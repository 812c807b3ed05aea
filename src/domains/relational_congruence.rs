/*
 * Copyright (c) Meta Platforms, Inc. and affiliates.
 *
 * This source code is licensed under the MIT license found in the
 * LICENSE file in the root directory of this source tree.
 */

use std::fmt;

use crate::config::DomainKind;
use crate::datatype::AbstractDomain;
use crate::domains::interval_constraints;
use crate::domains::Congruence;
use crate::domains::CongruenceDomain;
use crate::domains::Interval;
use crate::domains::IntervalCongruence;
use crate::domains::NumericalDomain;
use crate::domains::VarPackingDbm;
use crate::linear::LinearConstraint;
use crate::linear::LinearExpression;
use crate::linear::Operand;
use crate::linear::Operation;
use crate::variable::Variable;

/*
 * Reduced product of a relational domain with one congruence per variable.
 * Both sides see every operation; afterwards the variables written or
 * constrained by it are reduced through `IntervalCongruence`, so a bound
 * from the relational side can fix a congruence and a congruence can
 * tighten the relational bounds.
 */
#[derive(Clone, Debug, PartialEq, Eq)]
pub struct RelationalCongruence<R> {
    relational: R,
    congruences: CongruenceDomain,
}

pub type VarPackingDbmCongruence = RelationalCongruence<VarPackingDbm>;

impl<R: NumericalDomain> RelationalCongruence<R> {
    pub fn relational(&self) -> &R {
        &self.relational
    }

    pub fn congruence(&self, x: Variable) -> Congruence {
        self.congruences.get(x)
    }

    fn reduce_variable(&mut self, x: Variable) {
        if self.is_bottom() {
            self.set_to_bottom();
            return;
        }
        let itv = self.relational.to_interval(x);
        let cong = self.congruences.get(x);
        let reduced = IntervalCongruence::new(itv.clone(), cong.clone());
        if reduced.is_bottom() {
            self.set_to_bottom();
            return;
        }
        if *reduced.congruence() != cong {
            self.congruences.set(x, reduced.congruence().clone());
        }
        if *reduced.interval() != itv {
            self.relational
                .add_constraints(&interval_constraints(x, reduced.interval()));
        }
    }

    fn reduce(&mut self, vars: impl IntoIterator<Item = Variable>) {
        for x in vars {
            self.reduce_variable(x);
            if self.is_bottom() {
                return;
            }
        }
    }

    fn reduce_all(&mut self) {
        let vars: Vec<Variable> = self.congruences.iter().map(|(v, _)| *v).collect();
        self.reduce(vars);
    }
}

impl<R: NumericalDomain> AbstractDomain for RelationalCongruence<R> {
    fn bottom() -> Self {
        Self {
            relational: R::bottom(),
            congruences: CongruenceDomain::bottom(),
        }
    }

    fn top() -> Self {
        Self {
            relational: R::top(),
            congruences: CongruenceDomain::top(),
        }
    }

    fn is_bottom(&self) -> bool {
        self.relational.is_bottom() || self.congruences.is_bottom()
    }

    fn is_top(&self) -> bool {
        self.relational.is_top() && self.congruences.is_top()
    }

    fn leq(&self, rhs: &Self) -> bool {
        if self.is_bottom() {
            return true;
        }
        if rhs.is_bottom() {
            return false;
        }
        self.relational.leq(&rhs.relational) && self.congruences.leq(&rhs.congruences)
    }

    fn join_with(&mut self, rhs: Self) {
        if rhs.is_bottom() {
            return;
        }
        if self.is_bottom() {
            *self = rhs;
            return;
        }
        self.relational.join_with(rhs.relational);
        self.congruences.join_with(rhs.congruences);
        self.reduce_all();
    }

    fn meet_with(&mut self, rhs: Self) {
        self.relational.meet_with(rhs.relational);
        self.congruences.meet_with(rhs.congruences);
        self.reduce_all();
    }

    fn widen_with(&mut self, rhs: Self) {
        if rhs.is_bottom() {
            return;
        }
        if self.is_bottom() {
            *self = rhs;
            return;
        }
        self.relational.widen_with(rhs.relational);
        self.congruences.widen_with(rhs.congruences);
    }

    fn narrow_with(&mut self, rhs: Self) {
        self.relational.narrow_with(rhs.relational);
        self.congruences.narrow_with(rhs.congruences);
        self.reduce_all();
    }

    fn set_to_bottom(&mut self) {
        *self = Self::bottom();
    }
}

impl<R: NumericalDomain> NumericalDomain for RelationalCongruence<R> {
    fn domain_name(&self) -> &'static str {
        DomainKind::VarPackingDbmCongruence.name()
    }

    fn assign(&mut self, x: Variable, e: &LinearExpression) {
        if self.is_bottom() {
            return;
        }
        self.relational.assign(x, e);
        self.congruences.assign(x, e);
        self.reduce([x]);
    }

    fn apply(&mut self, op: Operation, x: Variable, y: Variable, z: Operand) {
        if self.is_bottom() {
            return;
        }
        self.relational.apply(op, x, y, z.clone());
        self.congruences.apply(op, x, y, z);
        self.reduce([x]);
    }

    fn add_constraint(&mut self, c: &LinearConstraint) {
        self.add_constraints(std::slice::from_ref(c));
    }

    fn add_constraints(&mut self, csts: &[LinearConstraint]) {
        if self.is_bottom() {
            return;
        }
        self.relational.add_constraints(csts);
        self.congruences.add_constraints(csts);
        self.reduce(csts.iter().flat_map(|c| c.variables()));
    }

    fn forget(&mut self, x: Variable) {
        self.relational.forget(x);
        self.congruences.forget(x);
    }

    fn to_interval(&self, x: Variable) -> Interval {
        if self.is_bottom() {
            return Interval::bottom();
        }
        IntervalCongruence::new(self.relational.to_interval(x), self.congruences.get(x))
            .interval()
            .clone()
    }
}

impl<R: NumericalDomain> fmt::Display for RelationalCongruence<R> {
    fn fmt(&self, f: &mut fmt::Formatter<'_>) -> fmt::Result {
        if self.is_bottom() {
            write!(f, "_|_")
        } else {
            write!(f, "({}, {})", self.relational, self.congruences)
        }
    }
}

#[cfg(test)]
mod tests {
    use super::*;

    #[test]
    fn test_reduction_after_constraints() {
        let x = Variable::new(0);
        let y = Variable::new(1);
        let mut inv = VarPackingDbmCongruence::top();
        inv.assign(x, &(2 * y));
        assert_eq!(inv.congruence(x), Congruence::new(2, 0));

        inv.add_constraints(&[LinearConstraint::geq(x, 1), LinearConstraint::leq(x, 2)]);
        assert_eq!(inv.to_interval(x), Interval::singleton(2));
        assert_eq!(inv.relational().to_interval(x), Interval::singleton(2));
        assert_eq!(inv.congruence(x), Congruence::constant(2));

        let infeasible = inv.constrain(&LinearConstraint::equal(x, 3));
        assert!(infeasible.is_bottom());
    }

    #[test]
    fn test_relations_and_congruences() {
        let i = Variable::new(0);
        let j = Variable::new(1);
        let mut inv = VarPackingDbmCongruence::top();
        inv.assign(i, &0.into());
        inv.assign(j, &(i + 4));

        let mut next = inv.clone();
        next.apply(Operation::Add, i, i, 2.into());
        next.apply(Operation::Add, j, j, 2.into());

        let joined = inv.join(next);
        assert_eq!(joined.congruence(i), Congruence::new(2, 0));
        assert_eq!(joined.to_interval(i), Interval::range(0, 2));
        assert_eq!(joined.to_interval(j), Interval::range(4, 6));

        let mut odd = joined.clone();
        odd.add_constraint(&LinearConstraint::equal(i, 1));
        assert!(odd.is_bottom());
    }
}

⁂

### To do
Take the entries above and copy them out exactly.

### Exercise response
repository 812c807b3ed05aea
filename src/domains/relational_congruence.rs
/*
 * Copyright (c) Meta Platforms, Inc. and affiliates.
 *
 * This source code is licensed under the MIT license found in the
 * LICENSE file in the root directory of this source tree.
 */

use std::fmt;

use crate::config::DomainKind;
use crate::datatype::AbstractDomain;
use crate::domains::interval_constraints;
use crate::domains::Congruence;
use crate::domains::CongruenceDomain;
use crate::domains::Interval;
use crate::domains::IntervalCongruence;
use crate::domains::NumericalDomain;
use crate::domains::VarPackingDbm;
use crate::linear::LinearConstraint;
use crate::linear::LinearExpression;
use crate::linear::Operand;
use crate::linear::Operation;
use crate::variable::Variable;

/*
 * Reduced product of a relational domain with one congruence per variable.
 * Both sides see every operation; afterwards the variables written or
 * constrained by it are reduced through `IntervalCongruence`, so a bound
 * from the relational side can fix a congruence and a congruence can
 * tighten the relational bounds.
 */
#[derive(Clone, Debug, PartialEq, Eq)]
pub struct RelationalCongruence<R> {
    relational: R,
    congruences: CongruenceDomain,
}

pub type VarPackingDbmCongruence = RelationalCongruence<VarPackingDbm>;

impl<R: NumericalDomain> RelationalCongruence<R> {
    pub fn relational(&self) -> &R {
        &self.relational
    }

    pub fn congruence(&self, x: Variable) -> Congruence {
        self.congruences.get(x)
    }

    fn reduce_variable(&mut self, x: Variable) {
        if self.is_bottom() {
            self.set_to_bottom();
            return;
        }
        let itv = self.relational.to_interval(x);
        let cong = self.congruences.get(x);
        let reduced = IntervalCongruence::new(itv.clone(), cong.clone());
        if reduced.is_bottom() {
            self.set_to_bottom();
            return;
        }
        if *reduced.congruence() != cong {
            self.congruences.set(x, reduced.congruence().clone());
        }
        if *reduced.interval() != itv {
            self.relational
                .add_constraints(&interval_constraints(x, reduced.interval()));
        }
    }

    fn reduce(&mut self, vars: impl IntoIterator<Item = Variable>) {
        for x in vars {
            self.reduce_variable(x);
            if self.is_bottom() {
                return;
            }
        }
    }

    fn reduce_all(&mut self) {
        let vars: Vec<Variable> = self.congruences.iter().map(|(v, _)| *v).collect();
        self.reduce(vars);
    }
}

impl<R: NumericalDomain> AbstractDomain for RelationalCongruence<R> {
    fn bottom() -> Self {
        Self {
            relational: R::bottom(),
            congruences: CongruenceDomain::bottom(),
        }
    }

    fn top() -> Self {
        Self {
            relational: R::top(),
            congruences: CongruenceDomain::top(),
        }
    }

    fn is_bottom(&self) -> bool {
        self.relational.is_bottom() || self.congruences.is_bottom()
    }

    fn is_top(&self) -> bool {
        self.relational.is_top() && self.congruences.is_top()
    }

    fn leq(&self, rhs: &Self) -> bool {
        if self.is_bottom() {
            return true;
        }
        if rhs.is_bottom() {
            return false;
        }
        self.relational.leq(&rhs.relational) && self.congruences.leq(&rhs.congruences)
    }

    fn join_with(&mut self, rhs: Self) {
        if rhs.is_bottom() {
            return;
        }
        if self.is_bottom() {
            *self = rhs;
            return;
        }
        self.relational.join_with(rhs.relational);
        self.congruences.join_with(rhs.congruences);
        self.reduce_all();
    }

    fn meet_with(&mut self, rhs: Self) {
        self.relational.meet_with(rhs.relational);
        self.congruences.meet_with(rhs.congruences);
        self.reduce_all();
    }

    fn widen_with(&mut self, rhs: Self) {
        if rhs.is_bottom() {
            return;
        }
        if self.is_bottom() {
            *self = rhs;
            return;
        }
        self.relational.widen_with(rhs.relational);
        self.congruences.widen_with(rhs.congruences);
    }

    fn narrow_with(&mut self, rhs: Self) {
        self.relational.narrow_with(rhs.relational);
        self.congruences.narrow_with(rhs.congruences);
        self.reduce_all();
    }

    fn set_to_bottom(&mut self) {
        *self = Self::bottom();
    }
}

impl<R: NumericalDomain> NumericalDomain for RelationalCongruence<R> {
    fn domain_name(&self) -> &'static str {
        DomainKind::VarPackingDbmCongruence.name()
    }

    fn assign(&mut self, x: Variable, e: &LinearExpression) {
        if self.is_bottom() {
            return;
        }
        self.relational.assign(x, e);
        self.congruences.assign(x, e);
        self.reduce([x]);
    }

    fn apply(&mut self, op: Operation, x: Variable, y: Variable, z: Operand) {
        if self.is_bottom() {
            return;
        }
        self.relational.apply(op, x, y, z.clone());
        self.congruences.apply(op, x, y, z);
        self.reduce([x]);
    }

    fn add_constraint(&mut self, c: &LinearConstraint) {
        self.add_constraints(std::slice::from_ref(c));
    }

    fn add_constraints(&mut self, csts: &[LinearConstraint]) {
        if self.is_bottom() {
            return;
        }
        self.relational.add_constraints(csts);
        self.congruences.add_constraints(csts);
        self.reduce(csts.iter().flat_map(|c| c.variables()));
    }

    fn forget(&mut self, x: Variable) {
        self.relational.forget(x);
        self.congruences.forget(x);
    }

    fn to_interval(&self, x: Variable) -> Interval {
        if self.is_bottom() {
            return Interval::bottom();
        }
        IntervalCongruence::new(self.relational.to_interval(x), self.congruences.get(x))
            .interval()
            .clone()
    }
}

impl<R: NumericalDomain> fmt::Display for RelationalCongruence<R> {
    fn fmt(&self, f: &mut fmt::Formatter<'_>) -> fmt::Result {
        if self.is_bottom() {
            write!(f, "_|_")
        } else {
            write!(f, "({}, {})", self.relational, self.congruences)
        }
    }
}

#[cfg(test)]
mod tests {
    use super::*;

    #[test]
    fn test_reduction_after_constraints() {
        let x = Variable::new(0);
        let y = Variable::new(1);
        let mut inv = VarPackingDbmCongruence::top();
        inv.assign(x, &(2 * y));
        assert_eq!(inv.congruence(x), Congruence::new(2, 0));

        inv.add_constraints(&[LinearConstraint::geq(x, 1), LinearConstraint::leq(x, 2)]);
        assert_eq!(inv.to_interval(x), Interval::singleton(2));
        assert_eq!(inv.relational().to_interval(x), Interval::singleton(2));
        assert_eq!(inv.congruence(x), Congruence::constant(2));

        let infeasible = inv.constrain(&LinearConstraint::equal(x, 3));
        assert!(infeasible.is_bottom());
    }

    #[test]
    fn test_relations_and_congruences() {
        let i = Variable::new(0);
        let j = Variable::new(1);
        let mut inv = VarPackingDbmCongruence::top();
        inv.assign(i, &0.into());
        inv.assign(j, &(i + 4));

        let mut next = inv.clone();
        next.apply(Operation::Add, i, i, 2.into());
        next.apply(Operation::Add, j, j, 2.into());

        let joined = inv.join(next);
        assert_eq!(joined.congruence(i), Congruence::new(2, 0));
        assert_eq!(joined.to_interval(i), Interval::range(0, 2));
        assert_eq!(joined.to_interval(j), Interval::range(4, 6));

        let mut odd = joined.clone();
        odd.add_constraint(&LinearConstraint::equal(i, 1));
        assert!(odd.is_bottom());
    }
}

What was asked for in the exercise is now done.